==== Information
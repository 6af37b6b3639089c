use std::path::Path;

use image::{
    DynamicImage, GenericImageView, ImageBuffer, ImageError, Luma, LumaA, Pixel, Rgb, Rgba,
};
use tracing::debug;

use crate::{
    types::{Image, Samples},
    DftError, Result,
};

/// Read an image file, keeping its channel count and sample depth.
pub fn load(path: &Path) -> Result<Image> {
    let decoded = image::open(path).map_err(|e| decode_error(path, e))?;
    let (width, height) = GenericImageView::dimensions(&decoded);
    let (width, height) = (width as usize, height as usize);

    let (channels, samples) = match decoded {
        DynamicImage::ImageLuma8(buf) => (1, Samples::U8(buf.into_raw())),
        DynamicImage::ImageLumaA8(buf) => (2, Samples::U8(buf.into_raw())),
        DynamicImage::ImageRgb8(buf) => (3, Samples::U8(buf.into_raw())),
        DynamicImage::ImageRgba8(buf) => (4, Samples::U8(buf.into_raw())),
        DynamicImage::ImageLuma16(buf) => (1, Samples::U16(buf.into_raw())),
        DynamicImage::ImageLumaA16(buf) => (2, Samples::U16(buf.into_raw())),
        DynamicImage::ImageRgb16(buf) => (3, Samples::U16(buf.into_raw())),
        DynamicImage::ImageRgba16(buf) => (4, Samples::U16(buf.into_raw())),
        DynamicImage::ImageRgb32F(buf) => (3, Samples::F32(buf.into_raw())),
        DynamicImage::ImageRgba32F(buf) => (4, Samples::F32(buf.into_raw())),
        other => (4, Samples::F32(other.into_rgba32f().into_raw())),
    };

    let image = Image::new(width, height, channels, samples)?;
    debug!(
        path = %path.display(),
        width,
        height,
        channels,
        format = ?image.format(),
        "loaded image"
    );
    Ok(image)
}

/// Write an image, the file format is picked from the path's extension.
pub fn save(image: &Image, path: &Path) -> Result<()> {
    let dynamic = to_dynamic(image).ok_or_else(|| DftError::Encode {
        path: path.to_path_buf(),
        reason: format!(
            "{} channel {:?} images are not supported",
            image.channels(),
            image.format()
        ),
    })?;

    dynamic.save(path).map_err(|e| match e {
        ImageError::IoError(e) => DftError::Io(e),
        other => DftError::Encode {
            path: path.to_path_buf(),
            reason: other.to_string(),
        },
    })?;

    debug!(path = %path.display(), "saved image");
    Ok(())
}

fn to_dynamic(image: &Image) -> Option<DynamicImage> {
    let (Ok(width), Ok(height)) = (u32::try_from(image.width()), u32::try_from(image.height()))
    else {
        return None;
    };

    let dynamic = match (image.samples(), image.channels()) {
        (Samples::U8(data), 1) => {
            DynamicImage::ImageLuma8(buffer::<Luma<u8>>(width, height, data)?)
        }
        (Samples::U8(data), 2) => {
            DynamicImage::ImageLumaA8(buffer::<LumaA<u8>>(width, height, data)?)
        }
        (Samples::U8(data), 3) => DynamicImage::ImageRgb8(buffer::<Rgb<u8>>(width, height, data)?),
        (Samples::U8(data), 4) => {
            DynamicImage::ImageRgba8(buffer::<Rgba<u8>>(width, height, data)?)
        }
        (Samples::U16(data), 1) => {
            DynamicImage::ImageLuma16(buffer::<Luma<u16>>(width, height, data)?)
        }
        (Samples::U16(data), 2) => {
            DynamicImage::ImageLumaA16(buffer::<LumaA<u16>>(width, height, data)?)
        }
        (Samples::U16(data), 3) => {
            DynamicImage::ImageRgb16(buffer::<Rgb<u16>>(width, height, data)?)
        }
        (Samples::U16(data), 4) => {
            DynamicImage::ImageRgba16(buffer::<Rgba<u16>>(width, height, data)?)
        }
        (Samples::F32(data), 3) => {
            DynamicImage::ImageRgb32F(buffer::<Rgb<f32>>(width, height, data)?)
        }
        (Samples::F32(data), 4) => {
            DynamicImage::ImageRgba32F(buffer::<Rgba<f32>>(width, height, data)?)
        }
        _ => return None,
    };

    Some(dynamic)
}

fn buffer<P: Pixel>(
    width: u32,
    height: u32,
    data: &[P::Subpixel],
) -> Option<ImageBuffer<P, Vec<P::Subpixel>>> {
    ImageBuffer::from_raw(width, height, data.to_vec())
}

fn decode_error(path: &Path, err: ImageError) -> DftError {
    match err {
        ImageError::IoError(e) => DftError::Io(e),
        other => DftError::Decode {
            path: path.to_path_buf(),
            reason: other.to_string(),
        },
    }
}

#[cfg(test)]
mod tests {
    use super::*;
    use crate::types::SampleFormat;

    #[test]
    fn sixteen_bit_rgb_survives_png() {
        let dir = tempfile::tempdir().unwrap();
        let path = dir.path().join("rgb16.png");
        let data: Vec<u16> = (0..2 * 3 * 3).map(|i| i * 3000).collect();
        let image = Image::new(2, 3, 3, Samples::U16(data)).unwrap();

        save(&image, &path).unwrap();
        let loaded = load(&path).unwrap();

        assert_eq!(loaded, image);
        assert_eq!(loaded.format(), SampleFormat::U16);
    }

    #[test]
    fn gray_eight_bit_survives_png() {
        let dir = tempfile::tempdir().unwrap();
        let path = dir.path().join("gray.png");
        let image = Image::new(3, 1, 1, Samples::U8(vec![0, 128, 255])).unwrap();

        save(&image, &path).unwrap();
        assert_eq!(load(&path).unwrap(), image);
    }

    #[test]
    fn missing_file_is_an_io_error() {
        let dir = tempfile::tempdir().unwrap();
        let err = load(&dir.path().join("missing.png")).unwrap_err();
        assert!(matches!(err, DftError::Io(_)));
    }

    #[test]
    fn garbage_file_is_a_decode_error() {
        let dir = tempfile::tempdir().unwrap();
        let path = dir.path().join("garbage.png");
        std::fs::write(&path, b"definitely not a png").unwrap();

        let err = load(&path).unwrap_err();
        assert!(matches!(err, DftError::Decode { .. }));
    }

    #[test]
    fn five_channels_cannot_be_saved() {
        let dir = tempfile::tempdir().unwrap();
        let image = Image::new(1, 1, 5, Samples::U16(vec![0; 5])).unwrap();

        let err = save(&image, &dir.path().join("five.png")).unwrap_err();
        assert!(matches!(err, DftError::Encode { .. }));
    }
}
========
**What the task requires**
The required output is the stretch of entries above from the line containing "let decoded = image::open(path).map_err(|e|" through the line containing "let (channels, samples)", reproduced exactly.

**Result below**
    let decoded = image::open(path).map_err(|e| decode_error(path, e))?;
    let (width, height) = GenericImageView::dimensions(&decoded);
    let (width, height) = (width as usize, height as usize);

    let (channels, samples) = match decoded {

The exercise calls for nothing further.